[Material for the task — start]

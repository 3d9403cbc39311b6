//! Database connection management
//!
//! Builds the registry connection pool and bootstraps the schema
//! tables on startup.

use crate::config::DatabaseConfig;
use deadpool_postgres::{Config, ManagerConfig, Pool, RecyclingMethod, Runtime};
use tokio_postgres::NoTls;
use tracing::info;

/// Create the connection pool, with TLS when the configuration demands
/// it (managed providers such as Neon refuse plain connections).
pub async fn init_pool(config: &DatabaseConfig) -> anyhow::Result<Pool> {
    let mut cfg = Config::new();
    cfg.host = Some(config.host.clone());
    cfg.port = Some(config.port);
    cfg.user = Some(config.user.clone());
    cfg.password = Some(config.password.clone());
    cfg.dbname = Some(config.database.clone());
    cfg.manager = Some(ManagerConfig {
        recycling_method: RecyclingMethod::Fast,
    });

    let pool = if config.require_tls {
        let certs = rustls_native_certs::load_native_certs();
        let mut root_store = rustls::RootCertStore::empty();
        for cert in certs.certs {
            root_store.add(cert).ok();
        }

        let tls_config = rustls::ClientConfig::builder()
            .with_root_certificates(root_store)
            .with_no_client_auth();

        let tls = tokio_postgres_rustls::MakeRustlsConnect::new(tls_config);

        cfg.create_pool(Some(Runtime::Tokio1), tls)
            .map_err(|e| anyhow::anyhow!("Failed to create TLS pool: {}", e))?
    } else {
        cfg.create_pool(Some(Runtime::Tokio1), NoTls)
            .map_err(|e| anyhow::anyhow!("Failed to create pool: {}", e))?
    };

    // Verify the pool actually reaches the database before serving
    let client = pool.get().await
        .map_err(|e| anyhow::anyhow!("Failed to get pool connection: {}", e))?;
    client.query_one("SELECT 1 as ok", &[])
        .await
        .map_err(|e| anyhow::anyhow!("Failed to verify database connection: {}", e))?;

    info!("✅ Database connection successful (TLS: {})", config.require_tls);
    Ok(pool)
}

/// Create registry tables if they don't exist
pub async fn ensure_tables(pool: &Pool) -> anyhow::Result<()> {
    let client = pool.get().await?;

    client.execute(
        "CREATE TABLE IF NOT EXISTS deployment_targets (
            id UUID PRIMARY KEY,
            name VARCHAR(255) UNIQUE NOT NULL,
            description TEXT,
            created_at TIMESTAMPTZ NOT NULL DEFAULT CURRENT_TIMESTAMP
        )",
        &[],
    ).await?;

    client.execute(
        "CREATE TABLE IF NOT EXISTS logical_schemas (
            id UUID PRIMARY KEY,
            target_id UUID NOT NULL REFERENCES deployment_targets(id) ON DELETE CASCADE,
            name VARCHAR(255) NOT NULL,
            active_version_id UUID,
            created_at TIMESTAMPTZ NOT NULL DEFAULT CURRENT_TIMESTAMP,
            UNIQUE (target_id, name)
        )",
        &[],
    ).await?;

    client.execute(
        "CREATE TABLE IF NOT EXISTS schema_versions (
            id UUID PRIMARY KEY,
            logical_schema_id UUID NOT NULL REFERENCES logical_schemas(id) ON DELETE CASCADE,
            sequence BIGINT NOT NULL,
            label VARCHAR(255) NOT NULL,
            sdl TEXT NOT NULL,
            checksum VARCHAR(64) NOT NULL,
            created_at TIMESTAMPTZ NOT NULL,
            UNIQUE (logical_schema_id, sequence)
        )",
        &[],
    ).await?;

    client.execute(
        "CREATE TABLE IF NOT EXISTS deployment_attempts (
            id UUID PRIMARY KEY,
            target_id UUID NOT NULL REFERENCES deployment_targets(id) ON DELETE CASCADE,
            version_id UUID NOT NULL REFERENCES schema_versions(id) ON DELETE CASCADE,
            status VARCHAR(20) NOT NULL,
            failure_reason TEXT,
            started_at TIMESTAMPTZ NOT NULL,
            finished_at TIMESTAMPTZ
        )",
        &[],
    ).await?;

    // Indexes for the hot queries
    let _ = client.execute(
        "CREATE INDEX IF NOT EXISTS idx_schema_versions_schema_id
         ON schema_versions(logical_schema_id)",
        &[],
    ).await;
    let _ = client.execute(
        "CREATE INDEX IF NOT EXISTS idx_deployment_attempts_target_started
         ON deployment_attempts(target_id, started_at DESC)",
        &[],
    ).await;

    info!("✅ Registry tables initialized");
    Ok(())
}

[Material for the task — finish]

Goal of the exercise
Output the data in full, exactly as it stands.

Result of the task
repository 3d9403cbc39311b6
//! Database connection management
//!
//! Builds the registry connection pool and bootstraps the schema
//! tables on startup.

use crate::config::DatabaseConfig;
use deadpool_postgres::{Config, ManagerConfig, Pool, RecyclingMethod, Runtime};
use tokio_postgres::NoTls;
use tracing::info;

/// Create the connection pool, with TLS when the configuration demands
/// it (managed providers such as Neon refuse plain connections).
pub async fn init_pool(config: &DatabaseConfig) -> anyhow::Result<Pool> {
    let mut cfg = Config::new();
    cfg.host = Some(config.host.clone());
    cfg.port = Some(config.port);
    cfg.user = Some(config.user.clone());
    cfg.password = Some(config.password.clone());
    cfg.dbname = Some(config.database.clone());
    cfg.manager = Some(ManagerConfig {
        recycling_method: RecyclingMethod::Fast,
    });

    let pool = if config.require_tls {
        let certs = rustls_native_certs::load_native_certs();
        let mut root_store = rustls::RootCertStore::empty();
        for cert in certs.certs {
            root_store.add(cert).ok();
        }

        let tls_config = rustls::ClientConfig::builder()
            .with_root_certificates(root_store)
            .with_no_client_auth();

        let tls = tokio_postgres_rustls::MakeRustlsConnect::new(tls_config);

        cfg.create_pool(Some(Runtime::Tokio1), tls)
            .map_err(|e| anyhow::anyhow!("Failed to create TLS pool: {}", e))?
    } else {
        cfg.create_pool(Some(Runtime::Tokio1), NoTls)
            .map_err(|e| anyhow::anyhow!("Failed to create pool: {}", e))?
    };

    // Verify the pool actually reaches the database before serving
    let client = pool.get().await
        .map_err(|e| anyhow::anyhow!("Failed to get pool connection: {}", e))?;
    client.query_one("SELECT 1 as ok", &[])
        .await
        .map_err(|e| anyhow::anyhow!("Failed to verify database connection: {}", e))?;

    info!("✅ Database connection successful (TLS: {})", config.require_tls);
    Ok(pool)
}

/// Create registry tables if they don't exist
pub async fn ensure_tables(pool: &Pool) -> anyhow::Result<()> {
    let client = pool.get().await?;

    client.execute(
        "CREATE TABLE IF NOT EXISTS deployment_targets (
            id UUID PRIMARY KEY,
            name VARCHAR(255) UNIQUE NOT NULL,
            description TEXT,
            created_at TIMESTAMPTZ NOT NULL DEFAULT CURRENT_TIMESTAMP
        )",
        &[],
    ).await?;

    client.execute(
        "CREATE TABLE IF NOT EXISTS logical_schemas (
            id UUID PRIMARY KEY,
            target_id UUID NOT NULL REFERENCES deployment_targets(id) ON DELETE CASCADE,
            name VARCHAR(255) NOT NULL,
            active_version_id UUID,
            created_at TIMESTAMPTZ NOT NULL DEFAULT CURRENT_TIMESTAMP,
            UNIQUE (target_id, name)
        )",
        &[],
    ).await?;

    client.execute(
        "CREATE TABLE IF NOT EXISTS schema_versions (
            id UUID PRIMARY KEY,
            logical_schema_id UUID NOT NULL REFERENCES logical_schemas(id) ON DELETE CASCADE,
            sequence BIGINT NOT NULL,
            label VARCHAR(255) NOT NULL,
            sdl TEXT NOT NULL,
            checksum VARCHAR(64) NOT NULL,
            created_at TIMESTAMPTZ NOT NULL,
            UNIQUE (logical_schema_id, sequence)
        )",
        &[],
    ).await?;

    client.execute(
        "CREATE TABLE IF NOT EXISTS deployment_attempts (
            id UUID PRIMARY KEY,
            target_id UUID NOT NULL REFERENCES deployment_targets(id) ON DELETE CASCADE,
            version_id UUID NOT NULL REFERENCES schema_versions(id) ON DELETE CASCADE,
            status VARCHAR(20) NOT NULL,
            failure_reason TEXT,
            started_at TIMESTAMPTZ NOT NULL,
            finished_at TIMESTAMPTZ
        )",
        &[],
    ).await?;

    // Indexes for the hot queries
    let _ = client.execute(
        "CREATE INDEX IF NOT EXISTS idx_schema_versions_schema_id
         ON schema_versions(logical_schema_id)",
        &[],
    ).await;
    let _ = client.execute(
        "CREATE INDEX IF NOT EXISTS idx_deployment_attempts_target_started
         ON deployment_attempts(target_id, started_at DESC)",
        &[],
    ).await;

    info!("✅ Registry tables initialized");
    Ok(())
}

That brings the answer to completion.